[Dataset excerpts]
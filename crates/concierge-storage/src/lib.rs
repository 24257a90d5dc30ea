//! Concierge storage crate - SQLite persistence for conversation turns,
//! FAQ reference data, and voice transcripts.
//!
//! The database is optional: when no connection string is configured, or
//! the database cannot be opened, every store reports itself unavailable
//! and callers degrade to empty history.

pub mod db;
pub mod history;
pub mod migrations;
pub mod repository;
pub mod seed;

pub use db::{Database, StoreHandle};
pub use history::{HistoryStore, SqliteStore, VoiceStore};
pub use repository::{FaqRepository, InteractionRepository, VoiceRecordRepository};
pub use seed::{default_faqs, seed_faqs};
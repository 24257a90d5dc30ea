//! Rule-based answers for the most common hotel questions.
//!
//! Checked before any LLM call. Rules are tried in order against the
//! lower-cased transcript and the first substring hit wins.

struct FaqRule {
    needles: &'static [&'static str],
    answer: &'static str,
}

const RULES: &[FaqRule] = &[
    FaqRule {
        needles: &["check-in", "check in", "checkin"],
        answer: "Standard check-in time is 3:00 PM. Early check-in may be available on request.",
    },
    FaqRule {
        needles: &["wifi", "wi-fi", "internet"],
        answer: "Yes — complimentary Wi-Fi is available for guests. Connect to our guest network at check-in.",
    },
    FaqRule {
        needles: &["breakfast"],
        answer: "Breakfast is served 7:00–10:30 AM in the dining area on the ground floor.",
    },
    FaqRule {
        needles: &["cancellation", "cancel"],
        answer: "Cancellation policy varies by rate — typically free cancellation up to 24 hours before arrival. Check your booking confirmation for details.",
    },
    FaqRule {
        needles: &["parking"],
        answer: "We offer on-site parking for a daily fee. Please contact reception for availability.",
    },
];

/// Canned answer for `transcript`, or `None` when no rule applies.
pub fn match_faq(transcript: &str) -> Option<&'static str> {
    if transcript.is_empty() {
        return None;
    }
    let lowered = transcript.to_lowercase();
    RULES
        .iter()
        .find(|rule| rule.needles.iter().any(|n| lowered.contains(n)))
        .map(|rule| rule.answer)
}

YOUR INSTRUCTIONS.
Only the lines from the one with "policy varies by" through the final line above belong in the answer, each retyped exactly.

EXERCISE RESPONSE.
        answer: "Cancellation policy varies by rate — typically free cancellation up to 24 hours before arrival. Check your booking confirmation for details.",
    },
    FaqRule {
        needles: &["parking"],
        answer: "We offer on-site parking for a daily fee. Please contact reception for availability.",
    },
];

/// Canned answer for `transcript`, or `None` when no rule applies.
pub fn match_faq(transcript: &str) -> Option<&'static str> {
    if transcript.is_empty() {
        return None;
    }
    let lowered = transcript.to_lowercase();
    RULES
        .iter()
        .find(|rule| rule.needles.iter().any(|n| lowered.contains(n)))
        .map(|rule| rule.answer)
}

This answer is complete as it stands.